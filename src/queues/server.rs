use crate::error::{Result, SimError};
use crate::queues::{GroupId, JobId};

#[derive(Clone, Debug)]
pub struct Server {
    id: usize,
    group: GroupId,
    current_job: Option<JobId>,
}

impl Server {
    pub fn new(id: usize, group: GroupId) -> Self {
        Server { id, group, current_job: None }
    }

    pub fn current_job(&self) -> Option<JobId> {
        self.current_job
    }

    pub fn is_idle(&self) -> bool {
        self.current_job.is_none()
    }

    pub fn holds(&self, job: JobId) -> bool {
        self.current_job == Some(job)
    }

    pub fn assign(&mut self, job: JobId) -> Result<()> {
        if let Some(held) = self.current_job {
            return Err(SimError::ServerBusy { group: self.group, server: self.id, held, job });
        }
        self.current_job = Some(job);
        Ok(())
    }

    pub fn release(&mut self) -> Option<JobId> {
        self.current_job.take()
    }
}

#[cfg(test)]
mod tests {
    use super::*;

    #[test]
    fn holds_at_most_one_job() {
        let mut s = Server::new(0, 0);
        assert!(s.is_idle());
        s.assign(7).unwrap();
        assert!(s.holds(7));
        assert!(matches!(s.assign(8), Err(SimError::ServerBusy { held: 7, job: 8, .. })));
        assert_eq!(s.release(), Some(7));
        assert!(s.is_idle());
        assert_eq!(s.release(), None);
    }
}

EXERCISE DETAILS
Reproduce the records above exactly.

OUTPUT
filename src/queues/server.rs
use crate::error::{Result, SimError};
use crate::queues::{GroupId, JobId};

#[derive(Clone, Debug)]
pub struct Server {
    id: usize,
    group: GroupId,
    current_job: Option<JobId>,
}

impl Server {
    pub fn new(id: usize, group: GroupId) -> Self {
        Server { id, group, current_job: None }
    }

    pub fn current_job(&self) -> Option<JobId> {
        self.current_job
    }

    pub fn is_idle(&self) -> bool {
        self.current_job.is_none()
    }

    pub fn holds(&self, job: JobId) -> bool {
        self.current_job == Some(job)
    }

    pub fn assign(&mut self, job: JobId) -> Result<()> {
        if let Some(held) = self.current_job {
            return Err(SimError::ServerBusy { group: self.group, server: self.id, held, job });
        }
        self.current_job = Some(job);
        Ok(())
    }

    pub fn release(&mut self) -> Option<JobId> {
        self.current_job.take()
    }
}

#[cfg(test)]
mod tests {
    use super::*;

    #[test]
    fn holds_at_most_one_job() {
        let mut s = Server::new(0, 0);
        assert!(s.is_idle());
        s.assign(7).unwrap();
        assert!(s.holds(7));
        assert!(matches!(s.assign(8), Err(SimError::ServerBusy { held: 7, job: 8, .. })));
        assert_eq!(s.release(), Some(7));
        assert!(s.is_idle());
        assert_eq!(s.release(), None);
    }
}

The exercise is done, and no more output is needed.